So at the same time, we started to slow down the sourcing of material as we insourced it. So we shut off vendor A, and we started building it inside KMG and there was a ramp-up period. In the first couple of months, ramp-up were fine, but they were very small volumes. As that volume started to ramp up, it became crystal clear that the leadership team wasn't probably the right ones. We made those changes. The second issue is the training and deployment and execution of the IT systems, the planning systems and so forth should have been done better. And then the third is the underestimation of the volatility of the workforce and where people in most of our plants, once they come, they stay. And in this case, you have people leaving for $2 an hour or $0.10 an hour going down the street and so forth. And so all those things conspired to have us now a product line in New Flyer sitting there, waiting for a part from KMG that didn't come and then, of course, the turbulence associated with that.

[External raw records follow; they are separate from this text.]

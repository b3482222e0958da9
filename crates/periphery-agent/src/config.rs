//! Agent configuration.
//!
//! [`AgentConfig`] is built once at startup, usually from the command line
//! (see [`Cli`](crate::Cli)), and handed to the [`Agent`](crate::Agent).

use std::path::PathBuf;
use std::time::Duration;

use periphery_core::constants::{
    DEFAULT_ATTRIBUTE_TIMEOUT_MS, DEFAULT_DEVICE_DIR, DEFAULT_ENUMERATION_TIMEOUT_MS,
    DEFAULT_HEALTHCHECK_INTERVAL_SECS, DEFAULT_NAMESPACE, DEFAULT_POLL_INTERVAL_SECS,
    DEFAULT_REQUEST_TIMEOUT_MS, DEFAULT_SECONDARY_DEVICE_PREFIX, DEFAULT_USB_INIT_MAX_ATTEMPTS,
    DEFAULT_USB_INIT_RETRY_DELAY_SECS, LOCAL_AGENT_ADDRESS,
};
use periphery_core::{Error, Result};
use periphery_hardware::InitRetry;
use periphery_network::RegistryClientConfig;

/// Configuration of the discovery agent
///
/// # Example
///
/// ```
/// use periphery_agent::AgentConfig;
/// use std::time::Duration;
///
/// let config = AgentConfig {
///     poll_interval: Duration::from_secs(10),
///     ..AgentConfig::default()
/// };
/// assert!(config.validate().is_ok());
/// ```
#[derive(Debug, Clone, PartialEq, Eq)]
pub struct AgentConfig {
    /// Base URL of the node's management API
    pub api_base_url: String,

    /// Pause between two discovery cycles
    pub poll_interval: Duration,

    /// Pause between two health check probes before the first cycle
    pub healthcheck_interval: Duration,

    /// Timeout of a single registry call
    pub request_timeout: Duration,

    /// Timeout of a single `udevadm` query
    pub attribute_timeout: Duration,

    /// Timeout of one device enumeration
    pub enumeration_timeout: Duration,

    /// Pause between USB subsystem initialization attempts
    pub usb_init_retry_delay: Duration,

    /// USB subsystem initialization attempts before giving up
    pub usb_init_max_attempts: u32,

    /// Directory scanned for secondary device nodes
    pub device_dir: PathBuf,

    /// Name prefix of secondary device nodes
    pub secondary_device_prefix: String,

    /// `udevadm` executable
    pub udevadm_path: PathBuf,

    /// Explicit `usb.ids` location; the well-known locations are searched
    /// when unset
    pub usb_ids_path: Option<PathBuf>,
}

impl Default for AgentConfig {
    fn default() -> Self {
        Self {
            api_base_url: format!("http://{LOCAL_AGENT_ADDRESS}/api"),
            poll_interval: Duration::from_secs(DEFAULT_POLL_INTERVAL_SECS),
            healthcheck_interval: Duration::from_secs(DEFAULT_HEALTHCHECK_INTERVAL_SECS),
            request_timeout: Duration::from_millis(DEFAULT_REQUEST_TIMEOUT_MS),
            attribute_timeout: Duration::from_millis(DEFAULT_ATTRIBUTE_TIMEOUT_MS),
            enumeration_timeout: Duration::from_millis(DEFAULT_ENUMERATION_TIMEOUT_MS),
            usb_init_retry_delay: Duration::from_secs(DEFAULT_USB_INIT_RETRY_DELAY_SECS),
            usb_init_max_attempts: DEFAULT_USB_INIT_MAX_ATTEMPTS,
            device_dir: PathBuf::from(DEFAULT_DEVICE_DIR),
            secondary_device_prefix: DEFAULT_SECONDARY_DEVICE_PREFIX.to_string(),
            udevadm_path: PathBuf::from("udevadm"),
            usb_ids_path: None,
        }
    }
}

impl AgentConfig {
    /// Check the values the agent cannot run with.
    ///
    /// # Errors
    ///
    /// Returns `Error::MissingConfig` for an empty API URL or `udevadm` path
    /// and `Error::Config` for a zero interval or timeout.
    pub fn validate(&self) -> Result<()> {
        if self.api_base_url.trim().is_empty() {
            return Err(Error::MissingConfig("api_base_url".to_string()));
        }
        if self.udevadm_path.as_os_str().is_empty() {
            return Err(Error::MissingConfig("udevadm_path".to_string()));
        }

        let durations = [
            ("poll_interval", self.poll_interval),
            ("healthcheck_interval", self.healthcheck_interval),
            ("request_timeout", self.request_timeout),
            ("attribute_timeout", self.attribute_timeout),
            ("enumeration_timeout", self.enumeration_timeout),
        ];
        for (name, value) in durations {
            if value.is_zero() {
                return Err(Error::Config(format!("{name} must be greater than zero")));
            }
        }

        Ok(())
    }

    pub fn registry_config(&self) -> RegistryClientConfig {
        RegistryClientConfig {
            base_url: self.api_base_url.clone(),
            timeout: self.request_timeout,
        }
    }

    pub fn init_retry(&self) -> InitRetry {
        InitRetry {
            delay: self.usb_init_retry_delay,
            max_attempts: self.usb_init_max_attempts,
        }
    }
}

/// Base URL of the management API for the current deployment.
///
/// Inside Kubernetes the API is the `agent` service of the node's namespace
/// (default `nuvlabox`); elsewhere it listens on localhost.
pub fn resolve_api_base_url(in_kubernetes: bool, namespace: Option<&str>) -> String {
    if in_kubernetes {
        let namespace = namespace
            .map(str::trim)
            .filter(|namespace| !namespace.is_empty())
            .unwrap_or(DEFAULT_NAMESPACE);
        format!("http://agent.{namespace}/api")
    } else {
        format!("http://{LOCAL_AGENT_ADDRESS}/api")
    }
}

If I could do it over again, I thought we had a good project plan in place, it turns out we didn't. We thought we had the right leader in place, it turns out we didn't. So what we've decided to do is slow it back down to the core level of components. We've re-outsourced the key components that we've been holding up the product lines. We've changed the executive oversight inside New Flyer to be able to handle and manage this thing. We've redeployed numerous people to the site to back -- basically go right back to ground zero in training of systems, using of equipment and so forth. The team in place now has stabilized KMG. And so the parts past due or the hours overdue has gone from -- is down by a factor of 90% than what it was 2 months ago. So we're pretty comfortable that the parts coming out and the parts we're buying elsewhere are going to allow the product lines now -- or the build lines to build their buses. And we will now slowly ramp KMG back up to get back on to the business case plan that we set up 1.5 years ago. But we're not going to jerk it up too fast given the lessons learned from the last time nor we're going to start to put MCI or ADL Parts in there until we feel that it's healthy, which is probably a year from now. The focus is primarily now on New Flyer Parts and ARBOC parts.

So again, as I said in my remarks, mea culpa in terms of project management. We've been pretty successful in the vast majority of our project management over the last 10 years and the implementations. This one got away from us. We're on it. We're going to fix it.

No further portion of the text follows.